On the rooftop of Lingotto there is a restaurant led by one of the most interesting young chefs on the Turin scene: Alessandro Scardina, born in 1991, surprises at La Pista.
The restaurant
Who knows how many models and car prototypes have whizzed by on the legendary Fiat test track on the roof of the Lingotto in Turin prior to the Renzo Piano-designed redevelopment?

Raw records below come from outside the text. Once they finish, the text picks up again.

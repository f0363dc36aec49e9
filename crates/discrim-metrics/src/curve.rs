use serde::Serialize;

use crate::{
    direction::CutDirection,
    error::InvalidInput,
    roc::{RocCurve, RocPoint},
};

/// Discrimination metrics for a cut placed at one discriminant bin.
#[derive(Debug, Clone, Copy, PartialEq, Serialize)]
pub struct MetricsRecord {
    /// Discriminant bin (1-based) the cut is placed at
    pub bin: usize,
    pub bin_center: f64,
    /// Axis coordinate of the cut (see [`CutDirection::cut_value`])
    pub cut_value: f64,
    /// Selected signal, `S`
    pub signal_count: f64,
    /// Selected background summed over all background samples, `B`
    pub background_count: f64,
    pub signal_efficiency: f64,
    pub background_efficiency: f64,
    /// `1 - background_efficiency`
    pub background_rejection: f64,
    /// `S / (S + B)`
    pub signal_purity: f64,
    pub purity_times_efficiency: f64,
    /// `S / sqrt(S + B)`
    pub significance: f64,
}

/// Per-bin metrics in ascending bin order, with empty-tail bins left out.
#[derive(Debug, Clone, PartialEq, Serialize)]
pub struct MetricsCurve {
    direction: CutDirection,
    records: Vec<MetricsRecord>,
}

impl MetricsCurve {
    pub(crate) fn new(direction: CutDirection, records: Vec<MetricsRecord>) -> Self {
        Self { direction, records }
    }

    #[must_use]
    pub fn direction(&self) -> CutDirection {
        self.direction
    }

    #[must_use]
    pub fn records(&self) -> &[MetricsRecord] {
        &self.records
    }

    pub fn iter(&self) -> impl Iterator<Item = &MetricsRecord> {
        self.records.iter()
    }

    #[must_use]
    pub fn len(&self) -> usize {
        self.records.len()
    }

    #[must_use]
    pub fn is_empty(&self) -> bool {
        self.records.is_empty()
    }

    /// Record for discriminant bin `bin`, if it was not skipped.
    #[must_use]
    pub fn record_for_bin(&self, bin: usize) -> Option<&MetricsRecord> {
        self.records.iter().find(|record| record.bin == bin)
    }

    /// The record with the largest significance (the earliest one on ties).
    #[must_use]
    pub fn best_significance(&self) -> Option<&MetricsRecord> {
        self.records.iter().reduce(|best, record| {
            if record.significance > best.significance {
                record
            } else {
                best
            }
        })
    }

    /// Rebuilds the ROC curve of these records on `n_bins` efficiency bins.
    pub fn roc_curve(&self, n_bins: usize) -> Result<RocCurve, InvalidInput> {
        RocCurve::from_points(
            n_bins,
            self.records.iter().map(|record| RocPoint {
                signal_efficiency: record.signal_efficiency,
                background_rejection: record.background_rejection,
            }),
        )
    }
}

impl<'a> IntoIterator for &'a MetricsCurve {
    type Item = &'a MetricsRecord;
    type IntoIter = std::slice::Iter<'a, MetricsRecord>;

    fn into_iter(self) -> Self::IntoIter {
        self.records.iter()
    }
}

/// Significance of a cut placed at one discriminant bin.
#[derive(Debug, Clone, Copy, PartialEq, Serialize)]
pub struct SignificancePoint {
    pub bin: usize,
    pub bin_center: f64,
    pub cut_value: f64,
    pub significance: f64,
}

/// Significance-only counterpart of [`MetricsCurve`].
#[derive(Debug, Clone, PartialEq, Serialize)]
pub struct SignificanceCurve {
    direction: CutDirection,
    points: Vec<SignificancePoint>,
}

impl SignificanceCurve {
    pub(crate) fn new(direction: CutDirection, points: Vec<SignificancePoint>) -> Self {
        Self { direction, points }
    }

    #[must_use]
    pub fn direction(&self) -> CutDirection {
        self.direction
    }

    #[must_use]
    pub fn points(&self) -> &[SignificancePoint] {
        &self.points
    }

    #[must_use]
    pub fn len(&self) -> usize {
        self.points.len()
    }

    #[must_use]
    pub fn is_empty(&self) -> bool {
        self.points.is_empty()
    }

    /// The point with the largest significance (the earliest one on ties).
    #[must_use]
    pub fn best(&self) -> Option<&SignificancePoint> {
        self.points.iter().reduce(|best, point| {
            if point.significance > best.significance {
                point
            } else {
                best
            }
        })
    }
}
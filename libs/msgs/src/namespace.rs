//! Namespace messages.
//!
//! Namespace operations address namespaces by name through the same
//! `Args` list; the `Namespace` field is the caller's current namespace.

use serde::{Deserialize, Serialize};

use crate::Addressing;

/// Request shared by show, create, delete and update.
#[derive(Debug, Clone, PartialEq, Serialize, Deserialize)]
pub struct NamespaceRequest {
    #[serde(flatten)]
    pub addressing: Addressing,
}

#[derive(Debug, Clone, Default, PartialEq, Serialize, Deserialize)]
pub struct ShowNamespaceResult {
    /// The user the server evaluated access for.
    #[serde(rename = "Username", default)]
    pub username: String,

    #[serde(rename = "Results", default, deserialize_with = "crate::de::nullable")]
    pub results: Vec<NamespaceDetail>,
}

#[derive(Debug, Clone, Default, PartialEq, Serialize, Deserialize)]
#[serde(default)]
pub struct NamespaceDetail {
    #[serde(rename = "Namespace")]
    pub namespace: String,

    /// The operator is installed to manage this namespace.
    #[serde(rename = "InstallationAccess")]
    pub installation_access: bool,

    /// The requesting user may operate in this namespace.
    #[serde(rename = "UserAccess")]
    pub user_access: bool,
}
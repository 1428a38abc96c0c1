//! Commands for PostgreSQL users inside clusters.
//!
//! The target addresses clusters; the user is named with `--username`.

use anyhow::Result;
use clap::{Args, Subcommand};
use pgo_msgs::user::{
    CreateUserRequest, DeleteUserRequest, ShowUserRequest, UpdateUserRequest, UserDetail,
};
use tabled::Tabled;

use crate::api;
use crate::error::CliError;
use crate::output::{or_dash, print_table, print_warning};
use crate::session::Session;

use super::{render, CommandContext, TargetArgs};

/// User commands.
#[derive(Debug, Args)]
pub struct UserCommand {
    #[command(subcommand)]
    command: UserSubcommand,
}

#[derive(Debug, Subcommand)]
enum UserSubcommand {
    /// Show users of clusters.
    Show(ShowArgs),

    /// Create a user in clusters.
    Create(CreateArgs),

    /// Delete a user from clusters.
    Delete(DeleteArgs),

    /// Change a user's password or expiry.
    Update(UpdateArgs),
}

#[derive(Debug, Args)]
struct ShowArgs {
    #[command(flatten)]
    target: TargetArgs,

    /// Only users whose passwords expire within this many days.
    #[arg(long, value_name = "DAYS")]
    expired: Option<u32>,

    /// Include system accounts.
    #[arg(long)]
    show_system_accounts: bool,
}

#[derive(Debug, Args)]
struct CreateArgs {
    #[command(flatten)]
    target: TargetArgs,

    /// Username to create.
    #[arg(long)]
    username: String,

    /// Password; generated by the server when omitted.
    #[arg(long)]
    password: Option<String>,

    /// Length of a generated password.
    #[arg(long)]
    password_length: Option<u32>,

    /// Days until the password expires.
    #[arg(long, value_name = "DAYS")]
    valid_days: Option<u32>,

    /// Let the Operator manage the credentials.
    #[arg(long)]
    managed: bool,
}

#[derive(Debug, Args)]
struct DeleteArgs {
    #[command(flatten)]
    target: TargetArgs,

    /// Username to delete.
    #[arg(long)]
    username: String,
}

#[derive(Debug, Args)]
struct UpdateArgs {
    #[command(flatten)]
    target: TargetArgs,

    /// Username to update.
    #[arg(long)]
    username: String,

    /// New password.
    #[arg(long, conflicts_with = "rotate_password")]
    password: Option<String>,

    /// Have the server generate a new password.
    #[arg(long)]
    rotate_password: bool,

    /// Days until the password expires.
    #[arg(long, value_name = "DAYS")]
    valid_days: Option<u32>,

    /// Expire the user's password now.
    #[arg(long)]
    expire_user: bool,
}

impl UserCommand {
    pub async fn run(self, ctx: &CommandContext, session: &Session) -> Result<()> {
        match self.command {
            UserSubcommand::Show(args) => show(ctx, session, args).await,
            UserSubcommand::Create(args) => create(ctx, session, args).await,
            UserSubcommand::Delete(args) => delete(ctx, session, args).await,
            UserSubcommand::Update(args) => update(ctx, session, args).await,
        }
    }
}

#[derive(Debug, Clone, Tabled)]
struct UserRow {
    #[tabled(rename = "Cluster")]
    cluster: String,
    #[tabled(rename = "Username")]
    username: String,
    #[tabled(rename = "Password")]
    password: String,
    #[tabled(rename = "Expires")]
    valid_until: String,
    #[tabled(rename = "Status")]
    status: String,
}

impl From<&UserDetail> for UserRow {
    fn from(detail: &UserDetail) -> Self {
        Self {
            cluster: detail.cluster_name.clone(),
            username: detail.username.clone(),
            password: or_dash(&detail.password),
            valid_until: or_dash(&detail.valid_until),
            status: if detail.error {
                format!("error: {}", detail.error_message)
            } else {
                "ok".to_string()
            },
        }
    }
}

fn print_users(details: &[UserDetail]) {
    let rows: Vec<UserRow> = details.iter().map(UserRow::from).collect();
    print_table(&rows);
    let failed = details.iter().filter(|detail| detail.error).count();
    if failed > 0 {
        print_warning(&format!("{failed} cluster(s) reported an error"));
    }
}

fn require_username(username: &str) -> Result<(), CliError> {
    if username.trim().is_empty() {
        return Err(CliError::usage("--username must not be empty."));
    }
    Ok(())
}

async fn show(ctx: &CommandContext, session: &Session, args: ShowArgs) -> Result<()> {
    let namespace = ctx.require_namespace()?;
    for addressing in args.target.plan(&namespace)? {
        let request = ShowUserRequest {
            addressing,
            expired_within_days: args.expired,
            show_system_accounts: args.show_system_accounts,
        };
        let envelope = api::user::show(session, &request).await?;
        render(ctx.format, &envelope, |result| print_users(&result.results))?;
    }
    Ok(())
}

async fn create(ctx: &CommandContext, session: &Session, args: CreateArgs) -> Result<()> {
    let namespace = ctx.require_namespace()?;
    require_username(&args.username)?;
    for addressing in args.target.plan(&namespace)? {
        let request = CreateUserRequest {
            addressing,
            username: args.username.clone(),
            password: args.password.clone().unwrap_or_default(),
            password_length: args.password_length,
            valid_days: args.valid_days,
            managed: args.managed,
        };
        let envelope = api::user::create(session, &request).await?;
        render(ctx.format, &envelope, |result| print_users(&result.results))?;
    }
    Ok(())
}

async fn delete(ctx: &CommandContext, session: &Session, args: DeleteArgs) -> Result<()> {
    let namespace = ctx.require_namespace()?;
    require_username(&args.username)?;
    for addressing in args.target.plan(&namespace)? {
        let request = DeleteUserRequest {
            addressing,
            username: args.username.clone(),
        };
        let envelope = api::user::delete(session, &request).await?;
        render(ctx.format, &envelope, |result| print_users(&result.results))?;
    }
    Ok(())
}

async fn update(ctx: &CommandContext, session: &Session, args: UpdateArgs) -> Result<()> {
    let namespace = ctx.require_namespace()?;
    require_username(&args.username)?;
    for addressing in args.target.plan(&namespace)? {
        let request = UpdateUserRequest {
            addressing,
            username: args.username.clone(),
            password: args.password.clone().unwrap_or_default(),
            rotate_password: args.rotate_password,
            valid_days: args.valid_days,
            expire: args.expire_user,
        };
        let envelope = api::user::update(session, &request).await?;
        render(ctx.format, &envelope, |result| print_users(&result.results))?;
    }
    Ok(())
}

It has become a peculiar place, this one: transformed into Europe's largest roof garden with more than 40,000 plants including 300 different species and varieties, from up here you can enjoy a view that leaves no one indifferent, starting from the large glass and steel bubble designed by the same, celebrated architect, and then sweeping over the city, its hills and the Alpine arc.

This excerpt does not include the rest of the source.